Please print each record exactly, omitting none of them.
[[ Extracted data open ]]
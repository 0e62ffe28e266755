//! HTTP Basic-auth verification and the middleware guarding `/admin`.

use std::sync::Arc;

use argon2::{Argon2, PasswordHash, PasswordVerifier};
use axum::{
  extract::{Request, State},
  http::HeaderMap,
  middleware::Next,
  response::Response,
};
use base64::{Engine as _, engine::general_purpose::STANDARD as B64};

use crate::error::Error;

/// Credentials accepted for the admin surface.
#[derive(Clone)]
pub struct AuthConfig {
  pub username:      String,
  /// PHC string produced by argon2, e.g. `$argon2id$v=19$…`
  pub password_hash: String,
}

/// Verify Basic credentials in `headers` against `config`.
pub fn verify_auth(headers: &HeaderMap, config: &AuthConfig) -> Result<(), Error> {
  let header_val = headers
    .get(axum::http::header::AUTHORIZATION)
    .and_then(|v| v.to_str().ok())
    .ok_or(Error::Unauthorized)?;

  let encoded = header_val
    .strip_prefix("Basic ")
    .ok_or(Error::Unauthorized)?;

  let decoded = B64.decode(encoded).map_err(|_| Error::Unauthorized)?;
  let creds = std::str::from_utf8(&decoded).map_err(|_| Error::Unauthorized)?;

  let (username, password) = creds.split_once(':').ok_or(Error::Unauthorized)?;

  if username != config.username {
    return Err(Error::Unauthorized);
  }

  let parsed_hash = PasswordHash::new(&config.password_hash).map_err(|_| Error::Unauthorized)?;

  Argon2::default()
    .verify_password(password.as_bytes(), &parsed_hash)
    .map_err(|_| Error::Unauthorized)?;

  Ok(())
}

/// Middleware: reject the request with 401 unless it carries valid admin
/// credentials.
pub async fn require_admin(
  State(auth): State<Arc<AuthConfig>>,
  req: Request,
  next: Next,
) -> Result<Response, Error> {
  verify_auth(req.headers(), &auth)?;
  Ok(next.run(req).await)
}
[[ Extracted data closed ]]
### Output
repository 0e62ffe28e266755
//! HTTP Basic-auth verification and the middleware guarding `/admin`.

use std::sync::Arc;

use argon2::{Argon2, PasswordHash, PasswordVerifier};
use axum::{
  extract::{Request, State},
  http::HeaderMap,
  middleware::Next,
  response::Response,
};
use base64::{Engine as _, engine::general_purpose::STANDARD as B64};

use crate::error::Error;

/// Credentials accepted for the admin surface.
#[derive(Clone)]
pub struct AuthConfig {
  pub username:      String,
  /// PHC string produced by argon2, e.g. `$argon2id$v=19$…`
  pub password_hash: String,
}

/// Verify Basic credentials in `headers` against `config`.
pub fn verify_auth(headers: &HeaderMap, config: &AuthConfig) -> Result<(), Error> {
  let header_val = headers
    .get(axum::http::header::AUTHORIZATION)
    .and_then(|v| v.to_str().ok())
    .ok_or(Error::Unauthorized)?;

  let encoded = header_val
    .strip_prefix("Basic ")
    .ok_or(Error::Unauthorized)?;

  let decoded = B64.decode(encoded).map_err(|_| Error::Unauthorized)?;
  let creds = std::str::from_utf8(&decoded).map_err(|_| Error::Unauthorized)?;

  let (username, password) = creds.split_once(':').ok_or(Error::Unauthorized)?;

  if username != config.username {
    return Err(Error::Unauthorized);
  }

  let parsed_hash = PasswordHash::new(&config.password_hash).map_err(|_| Error::Unauthorized)?;

  Argon2::default()
    .verify_password(password.as_bytes(), &parsed_hash)
    .map_err(|_| Error::Unauthorized)?;

  Ok(())
}

/// Middleware: reject the request with 401 unless it carries valid admin
/// credentials.
pub async fn require_admin(
  State(auth): State<Arc<AuthConfig>>,
  req: Request,
  next: Next,
) -> Result<Response, Error> {
  verify_auth(req.headers(), &auth)?;
  Ok(next.run(req).await)
}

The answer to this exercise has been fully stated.